I thought a tutorial would be nice for those of us who are thinking of making the switch.

I would love for those who have made the transition to share their wisdom with those of us who are at the beginning of the journey.
What is the most efficient way to go about it, particularity for those of us who are new beeks, with limited amounts of drawn comb? 
What pitfalls are there to avoid and how?

Thanks 
Dan Hayden


----------



## Solomon Parker (Dec 21, 2002)

Could you give us a little more context? What are you switching from and to what exactly would you like to switch? How limited are your amounts of drawn comb? What is the state and manner of this comb?

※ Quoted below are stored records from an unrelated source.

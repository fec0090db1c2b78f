use std::{
    collections::HashMap,
    sync::{Arc, RwLock},
};

use shared::{
    domain::{ItemId, StatusEntry},
    protocol::{HostEvent, ItemEvent},
};
use tokio::sync::broadcast;
use tracing::debug;

use crate::{
    item::{ItemListener, Propagation},
    lock,
    session_store::SessionStore,
};

/// Last known completion flag per item.
#[derive(Debug, Default)]
pub struct StatusTracker {
    entries: HashMap<ItemId, Option<bool>>,
}

impl StatusTracker {
    pub fn new() -> Self {
        Self::default()
    }

    pub fn record_change(&mut self, id: &ItemId, complete: Option<bool>) {
        match self.entries.get_mut(id) {
            Some(entry) => *entry = complete,
            None => {
                self.entries.insert(id.clone(), complete);
            }
        }
    }

    pub fn is_tracked(&self, id: &ItemId) -> bool {
        self.entries.contains_key(id)
    }

    /// One entry per id, in the order given.
    pub fn report(&self, ids: &[ItemId]) -> Vec<StatusEntry> {
        ids.iter()
            .map(|id| match self.entries.get(id) {
                Some(complete) => StatusEntry {
                    id: id.clone(),
                    complete: *complete,
                },
                None => StatusEntry::untracked(id.clone()),
            })
            .collect()
    }
}

/// Feeds item-originated events into the tracker and announces the
/// resulting report to host subscribers.
pub struct StatusRelay {
    tracker: RwLock<StatusTracker>,
    sessions: Arc<RwLock<SessionStore>>,
    events: broadcast::Sender<HostEvent>,
}

impl StatusRelay {
    pub fn new(sessions: Arc<RwLock<SessionStore>>, events: broadcast::Sender<HostEvent>) -> Self {
        Self {
            tracker: RwLock::new(StatusTracker::new()),
            sessions,
            events,
        }
    }

    pub fn item_changed(&self, id: &ItemId, complete: Option<bool>) -> Vec<StatusEntry> {
        lock::write(&self.tracker).record_change(id, complete);
        let report = self.current_report();
        debug!(id = %id, ?complete, "item status changed");
        // No subscribers is not an error.
        let _ = self.events.send(HostEvent::SessionsChanged(report.clone()));
        report
    }

    /// Status in session order; empty while no sessions are set.
    pub fn current_report(&self) -> Vec<StatusEntry> {
        let ids = lock::read(&self.sessions).ids().unwrap_or_default();
        lock::read(&self.tracker).report(&ids)
    }

    pub fn report_for(&self, ids: &[ItemId]) -> Vec<StatusEntry> {
        lock::read(&self.tracker).report(ids)
    }

    pub fn listener_for(self: &Arc<Self>, id: ItemId) -> Arc<dyn ItemListener> {
        Arc::new(StatusListener {
            id,
            relay: Arc::clone(self),
        })
    }
}

struct StatusListener {
    id: ItemId,
    relay: Arc<StatusRelay>,
}

impl ItemListener for StatusListener {
    fn on_event(&self, event: &ItemEvent) -> Propagation {
        self.relay.item_changed(&self.id, event.complete);
        Propagation::Stop
    }
}

#[cfg(test)]
#[path = "tests/status_tracker_tests.rs"]
mod tests;
//! Lightweight binding for decorative elements that live outside the item
//! registry: they receive the environment and their model's fields as
//! properties, but no session and no status tracking.

use std::{
    collections::BTreeSet,
    sync::{Arc, RwLock},
};

use futures::future::join_all;
use shared::domain::{Environment, ItemId, ItemType, Model};
use tracing::{debug, warn};

use crate::{item::ItemHandle, lock, ContentInspector, TypeReadiness};

pub struct ElementBinder {
    models: Vec<Model>,
    elements: RwLock<Vec<(ItemId, Arc<dyn ItemHandle>)>>,
}

impl ElementBinder {
    pub fn new(models: Vec<Model>) -> Self {
        Self {
            models,
            elements: RwLock::new(Vec::new()),
        }
    }

    pub fn models(&self) -> &[Model] {
        &self.models
    }

    /// Waits for every declared element type, then locates the elements.
    /// Models whose element cannot be found are dropped.
    pub async fn locate(
        &self,
        readiness: &dyn TypeReadiness,
        inspector: &dyn ContentInspector,
    ) -> usize {
        let typed: Vec<(&Model, ItemType)> = self
            .models
            .iter()
            .filter_map(|model| {
                let item_type = model
                    .element
                    .clone()
                    .or_else(|| inspector.find_type_for_id(&model.id));
                if item_type.is_none() {
                    warn!(id = %model.id, "declared model names no element type");
                }
                item_type.map(|item_type| (model, item_type))
            })
            .collect();

        let types: BTreeSet<&ItemType> = typed.iter().map(|(_, item_type)| item_type).collect();
        join_all(types.into_iter().map(|item_type| readiness.when_ready(item_type))).await;

        let located: Vec<(ItemId, Arc<dyn ItemHandle>)> = typed
            .iter()
            .filter_map(|(model, item_type)| {
                let found = inspector.find_by_id_and_type(&model.id, item_type);
                if found.is_none() {
                    debug!(id = %model.id, item_type = %item_type, "declared element not in content");
                }
                found.map(|handle| (model.id.clone(), handle))
            })
            .collect();

        let count = located.len();
        *lock::write(&self.elements) = located;
        count
    }

    /// Pushes the environment, when known, and each model's fields into the
    /// located elements.
    pub fn apply(&self, environment: Option<&Environment>) {
        for (id, element) in self.elements() {
            if let Some(environment) = environment {
                element.set_environment(environment);
            }
            let Some(model) = self.models.iter().find(|model| model.id == id) else {
                continue;
            };
            for (name, value) in &model.fields {
                element.set_property(name, value);
            }
        }
    }

    pub fn set_environment(&self, environment: &Environment) {
        for (_, element) in self.elements() {
            element.set_environment(environment);
        }
    }

    pub fn bound_ids(&self) -> Vec<ItemId> {
        lock::read(&self.elements)
            .iter()
            .map(|(id, _)| id.clone())
            .collect()
    }

    fn elements(&self) -> Vec<(ItemId, Arc<dyn ItemHandle>)> {
        lock::read(&self.elements).clone()
    }
}

#[cfg(test)]
#[path = "tests/element_binder_tests.rs"]
mod tests;
use std::{collections::BTreeSet, path::PathBuf, sync::Arc};

use anyhow::Result;
use clap::Parser;
use host_core::{
    config::{load_settings, HostSettings, DEFAULT_SETTINGS_FILE},
    ItemHandle, ItemHost, ReadinessSignals, RefreshReport, RegistrationEvent, SessionHandle,
};
use serde::Serialize;
use shared::{
    domain::{ItemId, Outcome, Session, StatusEntry},
    protocol::HostEvent,
};
use tokio_stream::{
    wrappers::{errors::BroadcastStreamRecvError, BroadcastStream},
    StreamExt,
};
use tracing::{info, warn};
use tracing_subscriber::EnvFilter;

mod fixture;

use fixture::{Fixture, FixtureContent, FixtureController, FixtureItem};

/// Runs a JSON fixture through an item host and prints what it derived.
#[derive(Parser, Debug)]
struct Args {
    #[arg(long)]
    fixture: PathBuf,
    #[arg(long, default_value = DEFAULT_SETTINGS_FILE)]
    config: PathBuf,
}

#[derive(Debug, Serialize)]
struct RunReport {
    refresh: RefreshReport,
    sessions: Vec<Session>,
    status: Vec<StatusEntry>,
    outcomes: Vec<Outcome>,
    decorations: Vec<ItemId>,
    events: Vec<HostEvent>,
}

#[tokio::main]
async fn main() -> Result<()> {
    let args = Args::parse();
    let settings = load_settings(&args.config)?;

    let filter = EnvFilter::try_from_default_env()
        .unwrap_or_else(|_| EnvFilter::new(&settings.log_filter));
    tracing_subscriber::fmt()
        .with_env_filter(filter)
        .with_writer(std::io::stderr)
        .init();

    let fixture = fixture::load(&args.fixture)?;
    let report = run(fixture, settings).await?;
    println!("{}", serde_json::to_string_pretty(&report)?);

    Ok(())
}

async fn run(fixture: Fixture, settings: HostSettings) -> Result<RunReport> {
    let content = Arc::new(FixtureContent::new(
        fixture.items.iter().map(FixtureItem::new).collect(),
    ));
    let readiness = Arc::new(ReadinessSignals::new());
    let host = ItemHost::with_settings(readiness.clone(), content.clone(), settings);

    let mut stream = BroadcastStream::new(host.subscribe_events());
    let collector = tokio::spawn(async move {
        let mut events = Vec::new();
        while let Some(event) = stream.next().await {
            match event {
                Ok(event) => {
                    info!(?event, "host event");
                    events.push(event);
                }
                Err(BroadcastStreamRecvError::Lagged(skipped)) => {
                    warn!(skipped, "host event stream lagged");
                }
            }
        }
        events
    });

    host.mount();
    for spec in fixture.items.iter().filter(|spec| spec.announce) {
        if let Some(item) = content.item(&spec.id) {
            let handle: Arc<dyn ItemHandle> = item.clone();
            host.handle_registration(RegistrationEvent::new(spec.id.as_str(), handle))?;
        }
    }
    let item_types: BTreeSet<_> = fixture.items.iter().map(|spec| &spec.item_type).collect();
    for item_type in item_types {
        readiness.mark_ready(item_type.clone());
    }

    host.set_controller(Arc::new(FixtureController::new(
        fixture.models,
        fixture.outcomes,
    )))
    .await?;
    host.set_environment(fixture.environment).await?;
    if !fixture.decorations.is_empty() {
        let located = host.declare_item_models(fixture.decorations).await;
        info!(located, "decorative elements bound");
    }
    let settled = host.set_sessions(fixture.sessions).await?;

    for scripted in fixture.events {
        match content.item(&scripted.id) {
            Some(item) => {
                item.emit(scripted.event);
            }
            None => warn!(id = %scripted.id, "scripted event for an item not in content"),
        }
    }

    let report = RunReport {
        refresh: settled.refresh,
        sessions: host
            .sessions()
            .unwrap_or_default()
            .iter()
            .map(SessionHandle::snapshot)
            .collect(),
        status: host.status().await?,
        outcomes: host.outcomes().await?,
        decorations: host.declared_elements(),
        events: Vec::new(),
    };

    // Every event sender lives in the host and the listeners its items hold.
    drop(host);
    drop(content);
    let events = collector.await?;

    Ok(RunReport { events, ..report })
}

Just want to get the proper handle on your questions.


----------



## RiodeLobo (Oct 11, 2010)

I currently have 5 hives in double deeps, about 50% NC. However even alternating with wax foundation about 25% of the NC is pretty funky and will probably have to be tossed. I have very little comb for supers. I would like specific advice, however what I was looking for here was a general advice tutorial for those who are starting out and want to utilize NC.
Thanks


----------



## rweakley (Jul 2, 2004)

Level hives, especially side to side is very important. Comb guides are helpful, but not absolutely necessary. I've have perfect comb drawn on frames I forgot to put a comb guide in, but I have also had ugly comb on frames with out a guide. Most of your comb drawing you want done in the spring and in the middle of the broodnest. If they draw a comb of all drone comb, don't destroy it or remove it from the hive, just move it to the far outside of the box and put another empty in the middle of the broodnest. Spring and middle of broodnest will get you the smallest cells and the best drawn comb. It's not a sprint, it's a marathon. If you don't get it all done in one season, that's ok, there is always next season.


----------



## beemandan (Dec 5, 2005)

RiodeLobo said:


> about 50% NC.


Are you referring to small cell or foundationless?


----------



## RiodeLobo (Oct 11, 2010)

Foundationless. My particular problem was that I could not get my hives to move up and draw any comb in the supers. They all had comb guides, but no foundation or starter strips. And yes the deep combs in the middle of the brood nest were the ones that filled out the best. The problem was when a foundationless comb was placed by a frame with foundation they would draw one out first and throw off the second. Ideally I would have not had to do this but I started this year with 4 nucs and had a single deep hive from last year and just didn't have the drawn comb to work with.


----------



## Vance G (Jan 6, 2011)

Michael Bush covers it very toroughly on his site. A Brit dave-cushman.com has a good how to. They say it better than I can.


----------



## RiodeLobo (Oct 11, 2010)

Mr. Bush's site is great, and that was the formula that I followed. I was probably asking to much of the bees for the first year and a late start, even feeding considering the poor weather we had this year.


----------